TASK STATEMENT: Please reproduce verbatim the lines below, from the first through the one with "pub mod infrastructure;".

DATA SHOWN:
----------------

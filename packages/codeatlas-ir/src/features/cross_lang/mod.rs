//! Cross-language value flow (L9)
//!
//! Service boundary specs, boundary-to-handler matching with confidence
//! labels, and the cross-service edge overlay on the unified graph.

pub mod domain;
pub mod infrastructure;

pub use domain::{BoundarySpec, Confidence, MatchCandidate};
pub use infrastructure::{BoundaryMatcher, CrossServiceLink, ValueFlowOverlay};
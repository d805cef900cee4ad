//! Deterministic entity id generation
//!
//! Node ids hash `(repo_id, file_path, kind, fqn, span_start_line)`, so ids
//! are stable across re-parses of unchanged spans and byte-equal across
//! runs for identical inputs. Edge ids hash `(kind, source_id, target_id)`,
//! giving at most one edge of a given kind per node pair.

use sha2::{Digest, Sha256};

use crate::shared::models::{EdgeKind, NodeKind};

const ID_BYTES: usize = 16;

fn digest_parts(parts: &[&str]) -> String {
    let mut hasher = Sha256::new();
    for part in parts {
        hasher.update(part.as_bytes());
        // Separator prevents ("ab","c") colliding with ("a","bc")
        hasher.update([0u8]);
    }
    let digest = hasher.finalize();
    digest[..ID_BYTES]
        .iter()
        .map(|b| format!("{:02x}", b))
        .collect()
}

/// Generate a deterministic node id.
pub fn node_id(
    repo_id: &str,
    file_path: &str,
    kind: NodeKind,
    fqn: &str,
    span_start_line: u32,
) -> String {
    digest_parts(&[
        repo_id,
        file_path,
        kind.as_str(),
        fqn,
        &span_start_line.to_string(),
    ])
}

/// Generate a deterministic edge id.
pub fn edge_id(kind: EdgeKind, source_id: &str, target_id: &str) -> String {
    digest_parts(&[kind.as_str(), source_id, target_id])
}

/// Content hash of a chunk body, used for rename detection in snapshot
/// deltas (same hash + new FQN = rename).
pub fn content_hash(content: &str) -> String {
    digest_parts(&[content])
}
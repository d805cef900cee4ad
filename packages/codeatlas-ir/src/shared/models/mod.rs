//! Shared models

mod edge;
mod error;
mod node;
mod span;

pub use edge::{Edge, EdgeId, EdgeKind};
pub use error::{AtlasError, ErrorKind, Result};
pub use node::{ControlFlowSummary, Node, NodeId, NodeKind};
pub use span::{Location, Span};

// Re-export serde_json::Value for convenience (used by Node/Edge attrs)
pub use serde_json::Value;
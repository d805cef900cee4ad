//! Structural IR infrastructure

mod builder;

pub use builder::{module_fqn_from_path, StructuralIrBuilder};
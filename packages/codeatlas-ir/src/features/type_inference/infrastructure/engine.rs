//! Type inference engine (L4)
//!
//! Resolution is a fallback chain; each rung only fires when every rung
//! above it failed:
//!
//! annotation → narrowing → literal → summary → call-graph → overload →
//! builtin-method → phi union → external fallback → unknown
//!
//! Return-type summaries propagate through the call graph until fixpoint.

use std::collections::HashMap;

use crate::features::data_flow::domain::{DataFlowGraph, RhsShape};
use crate::features::structural_ir::domain::IrDocument;
use crate::features::type_inference::domain::{InferResult, InferSource, ReturnTypeSummary};
use crate::features::type_inference::infrastructure::builtins::BuiltinMethodTable;
use crate::shared::models::NodeKind;

/// Narrowing facts for one function (variable → narrowed type), gathered
/// from instance checks and `is None` guards.
#[derive(Debug, Clone, Default)]
pub struct NarrowingContext {
    pub narrowed: HashMap<String, String>,
}

/// Overload candidates: (parameter types, return type) per function name.
pub type OverloadGroups = HashMap<String, Vec<(Vec<String>, String)>>;

/// External LSP-like type provider (optional last resort before Unknown).
pub trait ExternalTypeProvider: Send + Sync {
    fn lookup(&self, function_fqn: &str, variable: &str) -> Option<String>;
}

pub struct TypeInferenceEngine {
    builtin_methods: BuiltinMethodTable,
    overloads: OverloadGroups,
    summaries: HashMap<String, ReturnTypeSummary>,
    external: Option<Box<dyn ExternalTypeProvider>>,
}

impl std::fmt::Debug for TypeInferenceEngine {
    fn fmt(&self, f: &mut std::fmt::Formatter<'_>) -> std::fmt::Result {
        f.debug_struct("TypeInferenceEngine")
            .field("builtin_methods", &self.builtin_methods)
            .field("overloads", &self.overloads)
            .field("summaries", &self.summaries)
            .field("external", &self.external.is_some())
            .finish()
    }
}

impl Default for TypeInferenceEngine {
    fn default() -> Self {
        Self::new()
    }
}

impl TypeInferenceEngine {
    pub fn new() -> Self {
        Self {
            builtin_methods: BuiltinMethodTable::standard(),
            overloads: HashMap::new(),
            summaries: HashMap::new(),
            external: None,
        }
    }

    pub fn with_overloads(mut self, overloads: OverloadGroups) -> Self {
        self.overloads = overloads;
        self
    }

    pub fn with_external(mut self, external: Box<dyn ExternalTypeProvider>) -> Self {
        self.external = Some(external);
        self
    }

    pub fn summaries(&self) -> &HashMap<String, ReturnTypeSummary> {
        &self.summaries
    }

    /// Compute return-type summaries for every callable and propagate
    /// through the call graph until fixpoint.
    pub fn compute_summaries(
        &mut self,
        docs: &[IrDocument],
        dfgs: &HashMap<String, DataFlowGraph>,
    ) {
        // Seed: annotations and literal returns
        for doc in docs {
            for func in doc.callables() {
                let summary = self.seed_summary(doc, dfgs, &func.fqn);
                self.summaries.insert(func.fqn.clone(), summary);
            }
        }

        // Propagate: a function returning `g(...)` adopts g's summary
        let fqns: Vec<String> = self.summaries.keys().cloned().collect();
        loop {
            let mut changed = false;
            for fqn in &fqns {
                let Some(current) = self.summaries.get(fqn) else {
                    continue;
                };
                if current.is_resolved() || current.dependencies.is_empty() {
                    continue;
                }
                let dep = current.dependencies[0].clone();
                let Some(dep_summary) = self.summaries.get(&dep) else {
                    continue;
                };
                if let Some(return_type) = dep_summary.return_type.clone() {
                    let propagated = ReturnTypeSummary::new(
                        fqn.clone(),
                        Some(return_type),
                        0.85,
                        InferSource::Summary,
                    );
                    if let Ok(summary) = propagated {
                        self.summaries.insert(fqn.clone(), summary);
                        changed = true;
                    }
                }
            }
            if !changed {
                break;
            }
        }
    }

    fn seed_summary(
        &self,
        doc: &IrDocument,
        dfgs: &HashMap<String, DataFlowGraph>,
        fqn: &str,
    ) -> ReturnTypeSummary {
        let Some(func) = doc.find_by_fqn(fqn) else {
            return ReturnTypeSummary::unknown(fqn);
        };

        // Annotation wins outright; generic annotations carry their
        // type parameters.
        if let Some(annotation) = func.attr_str("return_annotation") {
            if let Ok(summary) = ReturnTypeSummary::from_annotation(fqn, annotation) {
                let params = generic_params_of(doc, fqn);
                if !params.is_empty() && mentions_any(annotation, &params) {
                    if let Ok(generic) = summary.clone().with_generics(params, Vec::new()) {
                        return generic;
                    }
                }
                return summary;
            }
        }

        // Literal or delegated returns via the DFG's def sites
        if let Some(dfg) = dfgs.get(fqn) {
            let return_defs: Vec<_> = dfg
                .defs
                .iter()
                .filter(|d| d.variable == "<return>")
                .collect();
            if let Some(def) = return_defs.last() {
                match &def.rhs {
                    RhsShape::Literal(text) => {
                        if let Some(ty) = literal_type(text) {
                            if let Ok(summary) = ReturnTypeSummary::new(
                                fqn,
                                Some(ty),
                                0.9,
                                InferSource::Literal,
                            ) {
                                return summary;
                            }
                        }
                    }
                    RhsShape::Call(callee) => {
                        // Depends on the callee's summary; resolved by the
                        // fixpoint loop
                        if let Some(callee_fqn) = resolve_callee_fqn(doc, callee) {
                            return ReturnTypeSummary::unknown(fqn)
                                .with_dependencies(vec![callee_fqn]);
                        }
                    }
                    RhsShape::Name(name) => {
                        // `return x` where x has a literal def
                        if let Some(ty) = variable_literal_type(dfg, name) {
                            if let Ok(summary) =
                                ReturnTypeSummary::new(fqn, Some(ty), 0.9, InferSource::Literal)
                            {
                                return summary;
                            }
                        }
                    }
                    _ => {}
                }
            }
        }

        ReturnTypeSummary::unknown(fqn)
    }

    /// Infer the type of one variable in one function.
    pub fn infer_variable(
        &self,
        doc: &IrDocument,
        dfg: &DataFlowGraph,
        function_fqn: &str,
        variable: &str,
        narrowing: &NarrowingContext,
    ) -> InferResult {
        self.infer_with_depth(doc, dfg, function_fqn, variable, narrowing, 0)
    }

    /// Copy propagation and receiver inference recurse; assignment cycles
    /// (`a = b; b = a`) bottom out at the depth cap.
    fn infer_with_depth(
        &self,
        doc: &IrDocument,
        dfg: &DataFlowGraph,
        function_fqn: &str,
        variable: &str,
        narrowing: &NarrowingContext,
        depth: usize,
    ) -> InferResult {
        if depth > 8 {
            return InferResult::unknown();
        }

        // 1. Explicit annotation
        if let Some(annotation) = annotation_of(doc, function_fqn, variable) {
            return InferResult::from_annotation(annotation);
        }

        // 2. Control flow narrowing
        if let Some(narrowed) = narrowing.narrowed.get(variable) {
            let original = annotation_of(doc, function_fqn, variable);
            return InferResult::from_narrowing(narrowed.clone(), original);
        }

        let last_def = dfg.defs.iter().rev().find(|d| d.variable == variable);

        // 3. Literal
        if let Some(def) = last_def {
            if let RhsShape::Literal(text) = &def.rhs {
                if let Some(ty) = literal_type(text) {
                    return InferResult::from_literal(ty);
                }
            }
        }

        if let Some(def) = last_def {
            if let RhsShape::Call(callee) = &def.rhs {
                let callee_fqn = resolve_callee_fqn(doc, callee);

                // 4. Inter-procedural summary
                if let Some(fqn) = &callee_fqn {
                    if let Some(summary) = self.summaries.get(fqn) {
                        if summary.source == InferSource::Summary {
                            if let Some(rt) = &summary.return_type {
                                return InferResult::from_summary(rt.clone());
                            }
                        }
                    }
                }

                // 5. Call-graph signature lookup (incl. generic
                //    instantiation from call-site argument types)
                if let Some(fqn) = &callee_fqn {
                    if let Some(summary) = self.summaries.get(fqn) {
                        if summary.is_resolved() {
                            if summary.is_generic {
                                let bindings =
                                    self.bind_generics(doc, dfg, fqn, def.span.start_line, depth);
                                if let Some(instantiated) = summary.instantiate(&bindings) {
                                    return InferResult::from_call_graph(instantiated);
                                }
                            }
                            if let Some(rt) = &summary.return_type {
                                return InferResult::from_call_graph(rt.clone());
                            }
                        }
                    }
                }

                // 6. Overload resolution
                let short = callee.rsplit('.').next().unwrap_or(callee);
                if let Some(candidates) = self.overloads.get(short) {
                    let arg_types =
                        self.call_site_arg_types(doc, dfg, def.span.start_line, depth);
                    if let Some(rt) = resolve_overload(candidates, &arg_types) {
                        return InferResult::from_overload(rt);
                    }
                }

                // 7. Builtin method table (receiver type → method → return)
                if let Some((receiver, method)) = callee.rsplit_once('.') {
                    let receiver_result = self.infer_with_depth(
                        doc,
                        dfg,
                        function_fqn,
                        receiver,
                        narrowing,
                        depth + 1,
                    );
                    if let Some(receiver_type) = receiver_result.inferred_type {
                        if let Some(rt) = self.builtin_methods.lookup(&receiver_type, method) {
                            return InferResult::from_builtin_method(rt);
                        }
                    }
                }

                // Builtin constructors (str(), int(), list()...)
                if let Some(rt) = self.builtin_methods.constructor(short) {
                    return InferResult::from_builtin_method(rt);
                }
            }

            // Copy propagation: `y = x` inherits x's inference
            if let RhsShape::Name(source) = &def.rhs {
                let inner =
                    self.infer_with_depth(doc, dfg, function_fqn, source, narrowing, depth + 1);
                if inner.is_inferred() {
                    return inner;
                }
            }
        }

        // 8. Phi union across predecessors
        if let Some(phi) = dfg.phi_for(variable) {
            let mut branch_types = Vec::new();
            for operand in &phi.operands {
                if let RhsShape::Literal(text) = &operand.rhs {
                    if let Some(ty) = literal_type(text) {
                        branch_types.push(ty);
                    }
                }
            }
            if !branch_types.is_empty() {
                return InferResult::from_phi_node(&branch_types);
            }
        }

        // 9. External fallback
        if let Some(external) = &self.external {
            if let Some(ty) = external.lookup(function_fqn, variable) {
                return InferResult::from_external(ty);
            }
        }

        InferResult::unknown()
    }

    /// Bind a generic callee's type parameters from call-site arg types.
    fn bind_generics(
        &self,
        doc: &IrDocument,
        dfg: &DataFlowGraph,
        callee_fqn: &str,
        call_line: u32,
        depth: usize,
    ) -> Vec<(String, String)> {
        let Some(summary) = self.summaries.get(callee_fqn) else {
            return Vec::new();
        };
        let param_annotations = parameter_annotations(doc, callee_fqn);
        let arg_types = self.call_site_arg_types_at(doc, dfg, call_line, depth);

        let mut bindings = Vec::new();
        for tp in &summary.type_parameters {
            for (position, annotation) in param_annotations.iter().enumerate() {
                if annotation.as_deref() == Some(tp.as_str()) {
                    if let Some(Some(concrete)) = arg_types.get(position) {
                        bindings.push((tp.clone(), concrete.clone()));
                        break;
                    }
                }
            }
        }
        bindings
    }

    fn call_site_arg_types(
        &self,
        doc: &IrDocument,
        dfg: &DataFlowGraph,
        call_line: u32,
        depth: usize,
    ) -> Vec<String> {
        self.call_site_arg_types_at(doc, dfg, call_line, depth)
            .into_iter()
            .map(|t| t.unwrap_or_else(|| "Any".to_string()))
            .collect()
    }

    /// Best-effort types of the variables used on the call line, in use
    /// order.
    fn call_site_arg_types_at(
        &self,
        doc: &IrDocument,
        dfg: &DataFlowGraph,
        call_line: u32,
        depth: usize,
    ) -> Vec<Option<String>> {
        let narrowing = NarrowingContext::default();
        dfg.uses
            .iter()
            .filter(|u| u.span.start_line == call_line)
            .map(|u| {
                let result = self.infer_with_depth(
                    doc,
                    dfg,
                    &dfg.function_fqn,
                    &u.variable,
                    &narrowing,
                    depth + 1,
                );
                result.inferred_type
            })
            .collect()
    }
}
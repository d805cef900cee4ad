//! External ports consumed by the core
//!
//! Everything above the engine (CLIs, agents, frontends) talks through
//! these async traits; everything below (embedding providers, LLMs)
//! plugs in behind them.

use async_trait::async_trait;
use codeatlas_ir::Result;

use crate::domain::document::{IndexDocument, SearchHit};

/// Write side of the multi-index store
#[async_trait]
pub trait IndexingPort: Send + Sync {
    async fn index(&self, repo_id: &str, snapshot_id: &str, docs: &[IndexDocument]) -> Result<()>;

    async fn upsert(&self, repo_id: &str, snapshot_id: &str, docs: &[IndexDocument]) -> Result<()>;

    async fn delete(&self, repo_id: &str, snapshot_id: &str, ids: &[String]) -> Result<()>;
}

/// Read side of the multi-index store
#[async_trait]
pub trait SearchPort: Send + Sync {
    #[allow(clippy::too_many_arguments)]
    async fn search(
        &self,
        repo_id: &str,
        snapshot_id: &str,
        query: &str,
        limit: usize,
        chunk_ids: Option<&[String]>,
        include_inactive: bool,
    ) -> Result<Vec<SearchHit>>;
}

/// Call/dependency graph navigation
#[async_trait]
pub trait GraphPort: Send + Sync {
    async fn get_callers(&self, fqn: &str) -> Result<Vec<String>>;
    async fn get_callees(&self, fqn: &str) -> Result<Vec<String>>;
    async fn get_dependencies(&self, module: &str) -> Result<Vec<String>>;
    async fn get_dependents(&self, module: &str) -> Result<Vec<String>>;
}

/// One ordered chunk handed to a context assembler
#[derive(Debug, Clone)]
pub struct OrderedChunk {
    pub chunk_id: String,
    pub content: String,
    pub score: f64,
    pub order_reason: String,
}

/// Context assembly for downstream consumers
#[async_trait]
pub trait ContextPort: Send + Sync {
    async fn assemble_context(
        &self,
        hits: &[SearchHit],
        intent: &str,
        token_budget: usize,
    ) -> Result<Vec<OrderedChunk>>;
}

/// Optional LLM provider (reranking, intent assistance)
#[async_trait]
pub trait LlmPort: Send + Sync {
    async fn generate(&self, prompt: &str, max_tokens: usize, temperature: f64) -> Result<String>;
}

/// Embedding provider behind the vector index
#[async_trait]
pub trait EmbeddingPort: Send + Sync {
    /// Embedding dimension
    fn dimension(&self) -> usize;

    async fn embed(&self, text: &str) -> Result<Vec<f32>>;

    async fn embed_batch(&self, texts: &[String]) -> Result<Vec<Vec<f32>>> {
        let mut out = Vec::with_capacity(texts.len());
        for text in texts {
            out.push(self.embed(text).await?);
        }
        Ok(out)
    }
}
//! Snapshot deltas and chunk update hooks
//!
//! IR entities are immutable inside a snapshot and superseded, never
//! mutated, when a new snapshot is written. Incremental refresh produces
//! a delta classifying every chunk as added, modified (same FQN, new
//! content), drifted (same content, new span), renamed (new FQN, same
//! content hash), or deleted.
//!
//! Hooks fire sequentially in registration order; per-chunk the order is
//! modified → drifted → renamed → deleted. A hook failure is logged and
//! never aborts the batch.

use std::collections::{HashMap, HashSet};

use serde::{Deserialize, Serialize};
use tracing::warn;

use crate::shared::models::{Result, Span};

/// One persisted chunk of a snapshot
#[derive(Debug, Clone, PartialEq, Serialize, Deserialize)]
pub struct ChunkRecord {
    pub chunk_id: String,
    pub fqn: String,
    pub file_path: String,
    pub span: Span,
    pub content_hash: String,
}

/// Classified difference between two snapshots
#[derive(Debug, Clone, Default, Serialize, Deserialize)]
pub struct SnapshotDelta {
    pub added: Vec<ChunkRecord>,
    /// (old, new) pairs with the same FQN and changed content
    pub modified: Vec<(ChunkRecord, ChunkRecord)>,
    /// (old, new) pairs with identical content at a new span
    pub drifted: Vec<(ChunkRecord, ChunkRecord)>,
    /// (old, new) pairs with a new FQN but identical content
    pub renamed: Vec<(ChunkRecord, ChunkRecord)>,
    pub deleted: Vec<ChunkRecord>,
}

impl SnapshotDelta {
    pub fn is_empty(&self) -> bool {
        self.added.is_empty()
            && self.modified.is_empty()
            && self.drifted.is_empty()
            && self.renamed.is_empty()
            && self.deleted.is_empty()
    }

    /// Classify the difference between two chunk sets.
    pub fn classify(old: &[ChunkRecord], new: &[ChunkRecord]) -> Self {
        let old_by_fqn: HashMap<&str, &ChunkRecord> =
            old.iter().map(|c| (c.fqn.as_str(), c)).collect();
        let new_fqns: HashSet<&str> = new.iter().map(|c| c.fqn.as_str()).collect();

        // Old chunks whose FQN vanished, indexed by content for rename
        // detection
        let mut orphaned_by_hash: HashMap<&str, &ChunkRecord> = old
            .iter()
            .filter(|c| !new_fqns.contains(c.fqn.as_str()))
            .map(|c| (c.content_hash.as_str(), c))
            .collect();

        let mut delta = SnapshotDelta::default();
        let mut renamed_old_fqns: HashSet<String> = HashSet::new();

        for chunk in new {
            match old_by_fqn.get(chunk.fqn.as_str()) {
                Some(prev) => {
                    if prev.content_hash != chunk.content_hash {
                        delta.modified.push(((*prev).clone(), chunk.clone()));
                    } else if prev.span != chunk.span {
                        delta.drifted.push(((*prev).clone(), chunk.clone()));
                    }
                }
                None => {
                    if let Some(prev) = orphaned_by_hash.remove(chunk.content_hash.as_str()) {
                        renamed_old_fqns.insert(prev.fqn.clone());
                        delta.renamed.push((prev.clone(), chunk.clone()));
                    } else {
                        delta.added.push(chunk.clone());
                    }
                }
            }
        }

        for chunk in old {
            if !new_fqns.contains(chunk.fqn.as_str()) && !renamed_old_fqns.contains(&chunk.fqn) {
                delta.deleted.push(chunk.clone());
            }
        }

        delta
    }
}

/// Hook invoked for every chunk change. Implementations must be
/// idempotent: debounced batches can replay.
pub trait ChunkUpdateHook: Send + Sync {
    fn name(&self) -> &str;

    fn on_chunk_modified(&self, _old: &ChunkRecord, _new: &ChunkRecord) -> Result<()> {
        Ok(())
    }

    fn on_chunk_drifted(&self, _old: &ChunkRecord, _new: &ChunkRecord) -> Result<()> {
        Ok(())
    }

    fn on_chunk_renamed(&self, _old: &ChunkRecord, _new: &ChunkRecord) -> Result<()> {
        Ok(())
    }

    fn on_chunk_deleted(&self, _old: &ChunkRecord) -> Result<()> {
        Ok(())
    }
}

/// Explicit hook registration; hooks run sequentially in registration
/// order.
#[derive(Default)]
pub struct HookRegistry {
    hooks: Vec<Box<dyn ChunkUpdateHook>>,
}

impl HookRegistry {
    pub fn new() -> Self {
        Self::default()
    }

    pub fn register(&mut self, hook: Box<dyn ChunkUpdateHook>) {
        self.hooks.push(hook);
    }

    pub fn len(&self) -> usize {
        self.hooks.len()
    }

    pub fn is_empty(&self) -> bool {
        self.hooks.is_empty()
    }

    /// Fire hooks for a delta: modified → drifted → renamed → deleted.
    /// Failures are logged and do not abort the batch.
    pub fn fire(&self, delta: &SnapshotDelta) {
        for hook in &self.hooks {
            for (old, new) in &delta.modified {
                if let Err(e) = hook.on_chunk_modified(old, new) {
                    warn!(hook = hook.name(), chunk = %new.chunk_id, error = %e, "hook_failed");
                }
            }
            for (old, new) in &delta.drifted {
                if let Err(e) = hook.on_chunk_drifted(old, new) {
                    warn!(hook = hook.name(), chunk = %new.chunk_id, error = %e, "hook_failed");
                }
            }
            for (old, new) in &delta.renamed {
                if let Err(e) = hook.on_chunk_renamed(old, new) {
                    warn!(hook = hook.name(), chunk = %new.chunk_id, error = %e, "hook_failed");
                }
            }
            for old in &delta.deleted {
                if let Err(e) = hook.on_chunk_deleted(old) {
                    warn!(hook = hook.name(), chunk = %old.chunk_id, error = %e, "hook_failed");
                }
            }
        }
    }
}

#[cfg(test)]
mod tests {
    use super::*;
    use crate::shared::models::AtlasError;
    use std::sync::atomic::{AtomicUsize, Ordering};
    use std::sync::Arc;

    fn chunk(fqn: &str, hash: &str, line: u32) -> ChunkRecord {
        ChunkRecord {
            chunk_id: format!("chunk:{}", fqn),
            fqn: fqn.to_string(),
            file_path: "m.py".to_string(),
            span: Span::new(line, 0, line + 5, 0),
            content_hash: hash.to_string(),
        }
    }

    #[test]
    fn test_added_and_deleted() {
        let old = vec![chunk("m.gone", "h1", 1)];
        let new = vec![chunk("m.fresh", "h2", 1)];
        let delta = SnapshotDelta::classify(&old, &new);
        assert_eq!(delta.added.len(), 1);
        assert_eq!(delta.deleted.len(), 1);
        assert!(delta.modified.is_empty());
    }

    #[test]
    fn test_modified_same_fqn_new_content() {
        let old = vec![chunk("m.f", "h1", 1)];
        let new = vec![chunk("m.f", "h2", 1)];
        let delta = SnapshotDelta::classify(&old, &new);
        assert_eq!(delta.modified.len(), 1);
        assert!(delta.added.is_empty());
        assert!(delta.deleted.is_empty());
    }

    #[test]
    fn test_drifted_same_content_new_span() {
        let old = vec![chunk("m.f", "h1", 1)];
        let new = vec![chunk("m.f", "h1", 20)];
        let delta = SnapshotDelta::classify(&old, &new);
        assert_eq!(delta.drifted.len(), 1);
        assert!(delta.modified.is_empty());
    }

    #[test]
    fn test_renamed_new_fqn_same_content() {
        let old = vec![chunk("m.old_name", "h1", 1)];
        let new = vec![chunk("m.new_name", "h1", 1)];
        let delta = SnapshotDelta::classify(&old, &new);
        assert_eq!(delta.renamed.len(), 1);
        assert!(delta.added.is_empty());
        assert!(delta.deleted.is_empty());
        assert_eq!(delta.renamed[0].0.fqn, "m.old_name");
        assert_eq!(delta.renamed[0].1.fqn, "m.new_name");
    }

    #[test]
    fn test_unchanged_chunk_not_classified() {
        let old = vec![chunk("m.f", "h1", 1)];
        let new = vec![chunk("m.f", "h1", 1)];
        let delta = SnapshotDelta::classify(&old, &new);
        assert!(delta.is_empty());
    }

    struct CountingHook {
        calls: Arc<AtomicUsize>,
        fail: bool,
    }

    impl ChunkUpdateHook for CountingHook {
        fn name(&self) -> &str {
            "counting"
        }
        fn on_chunk_modified(&self, _old: &ChunkRecord, _new: &ChunkRecord) -> Result<()> {
            self.calls.fetch_add(1, Ordering::SeqCst);
            if self.fail {
                return Err(AtlasError::external("enrichment provider down"));
            }
            Ok(())
        }
        fn on_chunk_deleted(&self, _old: &ChunkRecord) -> Result<()> {
            self.calls.fetch_add(1, Ordering::SeqCst);
            Ok(())
        }
    }

    #[test]
    fn test_hooks_fire_and_failures_do_not_abort() {
        let calls = Arc::new(AtomicUsize::new(0));
        let mut registry = HookRegistry::new();
        registry.register(Box::new(CountingHook {
            calls: calls.clone(),
            fail: true,
        }));
        registry.register(Box::new(CountingHook {
            calls: calls.clone(),
            fail: false,
        }));

        let old = vec![chunk("m.f", "h1", 1), chunk("m.gone", "h9", 50)];
        let new = vec![chunk("m.f", "h2", 1)];
        let delta = SnapshotDelta::classify(&old, &new);
        registry.fire(&delta);

        // Both hooks ran for the modified and the deleted chunk even
        // though the first hook failed
        assert_eq!(calls.load(Ordering::SeqCst), 4);
    }

    #[test]
    fn test_hook_idempotence_on_replay() {
        let calls = Arc::new(AtomicUsize::new(0));
        let mut registry = HookRegistry::new();
        registry.register(Box::new(CountingHook {
            calls: calls.clone(),
            fail: false,
        }));

        let old = vec![chunk("m.f", "h1", 1)];
        let new = vec![chunk("m.f", "h2", 1)];
        let delta = SnapshotDelta::classify(&old, &new);
        registry.fire(&delta);
        registry.fire(&delta);
        assert_eq!(calls.load(Ordering::SeqCst), 2);
    }
}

----------------

ANSWER BOX:
filename packages/codeatlas-ir/src/features/cross_lang/mod.rs
//! Cross-language value flow (L9)
//!
//! Service boundary specs, boundary-to-handler matching with confidence
//! labels, and the cross-service edge overlay on the unified graph.

pub mod domain;
pub mod infrastructure;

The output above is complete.